Schon in der Zeit nach dem Ersten Weltkrieg betonten Vertreter einer Heilkunde, die sich psychosomatisch verstand (wenngleich sie sich noch nicht so nannte), dass es nicht Organe, sondern Menschen, nicht Krankheiten, sondern Kranke zu behandeln gelte (z. B. Georg Groddeck). Viktor von Weizsäcker hat diesen Aspekt der Personalität in einer philosophisch fundierten medizinischen Anthropologie entwickelt und im Laufe von Jahrzehnten ausdifferenziert.
Kennzeichen des Subjekts Es ist zu untersuchen, wie sich unser Krankheitsmodell verändert, wenn wir die Persönlichkeit des Erkrankten in den Mittelpunkt rücken. Die Folgen dieses Perspektivenwechsels sehen wir deutlich im Umgang mit dem Körper.

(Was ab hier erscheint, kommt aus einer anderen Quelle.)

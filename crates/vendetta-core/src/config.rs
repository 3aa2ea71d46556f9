//! Configuration loading and typed config structures for Vendetta.
//!
//! The canonical configuration lives in `vendetta-config.yaml` next to
//! the server data directory. This module defines strongly-typed
//! structs that mirror the YAML structure and provides a loader that
//! reads and validates the file. Every field has a default matching the
//! shipped configuration, so a missing file or a partial file is always
//! usable.

use std::path::Path;

use serde::Deserialize;

/// Errors that can occur when loading configuration.
#[derive(Debug, thiserror::Error)]
pub enum ConfigError {
    /// Failed to read the configuration file from disk.
    #[error("failed to read config file: {source}")]
    Io {
        /// The underlying I/O error.
        #[from]
        source: std::io::Error,
    },

    /// Failed to parse YAML content.
    #[error("failed to parse config YAML: {source}")]
    Yaml {
        /// The underlying YAML parse error.
        source: serde_yml::Error,
    },
}

impl From<serde_yml::Error> for ConfigError {
    fn from(source: serde_yml::Error) -> Self {
        Self::Yaml { source }
    }
}

/// Top-level Vendetta configuration.
///
/// Mirrors the structure of `vendetta-config.yaml`. All fields have
/// defaults matching the shipped configuration.
#[derive(Debug, Clone, Default, PartialEq, Eq, Deserialize)]
pub struct VendettaConfig {
    /// Master switch and general behavior.
    #[serde(default)]
    pub general: GeneralConfig,

    /// Payment item and bounty placement floor.
    #[serde(default)]
    pub payment: PaymentConfig,

    /// Claiming rules (placer reclaim, self-claim).
    #[serde(default)]
    pub claiming: ClaimingConfig,

    /// Leaderboard crediting rules.
    #[serde(default)]
    pub leaderboard: LeaderboardConfig,

    /// Map marker settings for bountied players.
    #[serde(default)]
    pub map_icons: MapIconConfig,

    /// Assassin contract offer cycle settings.
    #[serde(default)]
    pub contracts: ContractConfig,

    /// Clan-betrayal cooldown settings.
    #[serde(default)]
    pub betrayal: BetrayalConfig,
}

impl VendettaConfig {
    /// Load configuration from a YAML file at the given path.
    ///
    /// # Errors
    ///
    /// Returns [`ConfigError::Io`] if the file cannot be read, or
    /// [`ConfigError::Yaml`] if the content is not valid YAML.
    pub fn from_file(path: &Path) -> Result<Self, ConfigError> {
        let contents = std::fs::read_to_string(path)?;
        Ok(serde_yml::from_str(&contents)?)
    }

    /// Parse configuration from a YAML string.
    ///
    /// # Errors
    ///
    /// Returns [`ConfigError::Yaml`] if the string is not valid YAML.
    pub fn parse(yaml: &str) -> Result<Self, ConfigError> {
        Ok(serde_yml::from_str(yaml)?)
    }
}

// ---------------------------------------------------------------------------
// Sections
// ---------------------------------------------------------------------------

/// Master switch for the whole bounty system.
#[derive(Debug, Clone, PartialEq, Eq, Deserialize)]
pub struct GeneralConfig {
    /// Enable or disable every Vendetta feature at once.
    #[serde(default = "default_true")]
    pub enabled: bool,
}

impl Default for GeneralConfig {
    fn default() -> Self {
        Self {
            enabled: default_true(),
        }
    }
}

/// Payment item identity and the bounty placement floor.
#[derive(Debug, Clone, PartialEq, Eq, Deserialize)]
pub struct PaymentConfig {
    /// Host prefab id of the item bounties are paid in.
    #[serde(default = "default_item_guid")]
    pub item_guid: i32,

    /// Display name for the payment item.
    #[serde(default = "default_item_name")]
    pub item_name: String,

    /// Minimum amount of the payment item required to place a bounty.
    #[serde(default = "default_minimum_bounty")]
    pub minimum_bounty: i64,
}

impl Default for PaymentConfig {
    fn default() -> Self {
        Self {
            item_guid: default_item_guid(),
            item_name: default_item_name(),
            minimum_bounty: default_minimum_bounty(),
        }
    }
}

/// Rules for how bounties can be claimed.
#[derive(Debug, Clone, PartialEq, Eq, Deserialize)]
pub struct ClaimingConfig {
    /// When `true`, a placer who kills their own target forfeits the
    /// escrow (the bounty is voided without payout). When `false`, the
    /// escrow is returned to the placer.
    #[serde(default = "default_true")]
    pub forbid_placer_reclaim: bool,

    /// When `true`, a bountied player can claim their own bounty by
    /// scoring kills while bountied.
    #[serde(default = "default_true")]
    pub enable_self_claim: bool,

    /// Kills a bountied player must score to self-claim.
    #[serde(default = "default_kills_for_self_claim")]
    pub kills_for_self_claim: u32,
}

impl Default for ClaimingConfig {
    fn default() -> Self {
        Self {
            forbid_placer_reclaim: default_true(),
            enable_self_claim: default_true(),
            kills_for_self_claim: default_kills_for_self_claim(),
        }
    }
}

/// Which claim paths add to the leaderboard score.
///
/// Third-party claims and contract completions always credit the
/// leaderboard; these switches cover the two ambiguous paths.
#[derive(Debug, Clone, PartialEq, Eq, Deserialize)]
pub struct LeaderboardConfig {
    /// Credit the target when they self-claim their own bounty.
    #[serde(default = "default_true")]
    pub self_claim_adds_to_score: bool,

    /// Credit the placer when they reclaim their own escrow.
    #[serde(default = "default_false")]
    pub placer_reclaim_adds_to_score: bool,
}

impl Default for LeaderboardConfig {
    fn default() -> Self {
        Self {
            self_claim_adds_to_score: default_true(),
            placer_reclaim_adds_to_score: default_false(),
        }
    }
}

/// Map marker settings for bountied players.
#[derive(Debug, Clone, PartialEq, Eq, Deserialize)]
pub struct MapIconConfig {
    /// Show a map marker on players with an active bounty.
    #[serde(default = "default_true")]
    pub enabled: bool,

    /// Host prefab id of the marker.
    #[serde(default = "default_icon_guid")]
    pub icon_guid: i32,
}

impl Default for MapIconConfig {
    fn default() -> Self {
        Self {
            enabled: default_true(),
            icon_guid: default_icon_guid(),
        }
    }
}

/// Assassin contract offer cycle settings.
#[derive(Debug, Clone, PartialEq, Eq, Deserialize)]
pub struct ContractConfig {
    /// Enable the periodic contract offers.
    #[serde(default = "default_true")]
    pub enabled: bool,

    /// Minimum seconds between offer attempts.
    #[serde(default = "default_offer_min_interval")]
    pub offer_min_interval_secs: i64,

    /// Maximum seconds between offer attempts.
    #[serde(default = "default_offer_max_interval")]
    pub offer_max_interval_secs: i64,

    /// Minimum kills a contract can require.
    #[serde(default = "default_min_kills")]
    pub min_kills: u32,

    /// Maximum kills a contract can require.
    #[serde(default = "default_max_kills")]
    pub max_kills: u32,

    /// Seconds a holder has to complete a contract.
    #[serde(default = "default_time_limit")]
    pub time_limit_secs: i64,

    /// Minimum reward for completing a contract.
    #[serde(default = "default_min_reward")]
    pub min_reward: i64,

    /// Maximum reward for completing a contract. When `min_reward` is
    /// at least this value, `min_reward` is used exactly.
    #[serde(default = "default_max_reward")]
    pub max_reward: i64,

    /// Cap on simultaneously active contracts; 0 means unlimited.
    #[serde(default = "default_max_active")]
    pub max_active: usize,
}

impl Default for ContractConfig {
    fn default() -> Self {
        Self {
            enabled: default_true(),
            offer_min_interval_secs: default_offer_min_interval(),
            offer_max_interval_secs: default_offer_max_interval(),
            min_kills: default_min_kills(),
            max_kills: default_max_kills(),
            time_limit_secs: default_time_limit(),
            min_reward: default_min_reward(),
            max_reward: default_max_reward(),
            max_active: default_max_active(),
        }
    }
}

/// Clan-betrayal cooldown settings.
#[derive(Debug, Clone, PartialEq, Eq, Deserialize)]
pub struct BetrayalConfig {
    /// Prevent kills between recent clanmates from resolving bounties
    /// or advancing contracts.
    #[serde(default = "default_true")]
    pub enabled: bool,

    /// Seconds the protection lasts after leaving a clan.
    #[serde(default = "default_betrayal_cooldown")]
    pub cooldown_secs: i64,
}

impl Default for BetrayalConfig {
    fn default() -> Self {
        Self {
            enabled: default_true(),
            cooldown_secs: default_betrayal_cooldown(),
        }
    }
}

// ---------------------------------------------------------------------------
// Defaults
// ---------------------------------------------------------------------------

const fn default_true() -> bool {
    true
}

const fn default_false() -> bool {
    false
}

const fn default_item_guid() -> i32 {
    576_389_135
}

fn default_item_name() -> String {
    String::from("Greater Stygian Shard")
}

const fn default_minimum_bounty() -> i64 {
    500
}

const fn default_kills_for_self_claim() -> u32 {
    5
}

const fn default_icon_guid() -> i32 {
    1_501_929_529
}

const fn default_offer_min_interval() -> i64 {
    7_200
}

const fn default_offer_max_interval() -> i64 {
    14_400
}

const fn default_min_kills() -> u32 {
    3
}

const fn default_max_kills() -> u32 {
    7
}

const fn default_time_limit() -> i64 {
    2_700
}

const fn default_min_reward() -> i64 {
    1_000
}

const fn default_max_reward() -> i64 {
    5_000
}

const fn default_max_active() -> usize {
    3
}

const fn default_betrayal_cooldown() -> i64 {
    14_400
}

#[cfg(test)]
#[allow(clippy::unwrap_used)]
mod tests {
    use super::*;

    #[test]
    fn defaults_match_the_shipped_configuration() {
        let config = VendettaConfig::default();
        assert!(config.general.enabled);
        assert_eq!(config.payment.minimum_bounty, 500);
        assert_eq!(config.payment.item_name, "Greater Stygian Shard");
        assert!(config.claiming.forbid_placer_reclaim);
        assert_eq!(config.claiming.kills_for_self_claim, 5);
        assert!(!config.leaderboard.placer_reclaim_adds_to_score);
        assert_eq!(config.contracts.offer_min_interval_secs, 7_200);
        assert_eq!(config.contracts.max_active, 3);
        assert_eq!(config.betrayal.cooldown_secs, 14_400);
    }

    #[test]
    fn partial_yaml_fills_in_defaults() {
        let config = VendettaConfig::parse(
            "claiming:\n  forbid_placer_reclaim: false\ncontracts:\n  max_active: 10\n",
        )
        .unwrap();
        assert!(!config.claiming.forbid_placer_reclaim);
        assert_eq!(config.contracts.max_active, 10);
        // Untouched sections keep their defaults.
        assert!(config.general.enabled);
        assert_eq!(config.payment.minimum_bounty, 500);
    }

    #[test]
    fn invalid_yaml_is_a_yaml_error() {
        let result = VendettaConfig::parse("general: [unclosed");
        assert!(matches!(result, Err(ConfigError::Yaml { .. })));
    }

    #[test]
    fn from_file_reads_a_real_file() {
        let dir = tempfile::tempdir().unwrap();
        let path = dir.path().join("vendetta-config.yaml");
        std::fs::write(&path, "general:\n  enabled: false\n").unwrap();

        let config = VendettaConfig::from_file(&path).unwrap();
        assert!(!config.general.enabled);
    }

    #[test]
    fn missing_file_is_an_io_error() {
        let result = VendettaConfig::from_file(Path::new("/nonexistent/vendetta.yaml"));
        assert!(matches!(result, Err(ConfigError::Io { .. })));
    }
}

Auf der biologischen Ebene ist der Körper mit seiner Organmorphologie und seinen Organfunktionen Gegenstand naturwissenschaftlicher Objektivierung; er ist Objekt der Untersuchung und Behandlung. Auf der personalen Ebene dagegen ist der Körper ein Teilaspekt des menschlichen Subjekts (Aspekt der Leiblichkeit). Das Subjekt (hier synonym mit Person gemeint) ist dadurch ausgezeichnet, dass es selber denkt, meint, empfindet, Absichten hat, Wertungen vornimmt; es hat Kognitionen und Emotionen, die auf seinen Erfahrungen basieren:
Das Subjekt hat eine Ausrichtung auf seine Geschichte, durch die es geprägt wurde. Es bezieht sein Selbstverständnis und sein Weltbild aus seinen Erfahrungen in der eigenen Biografie.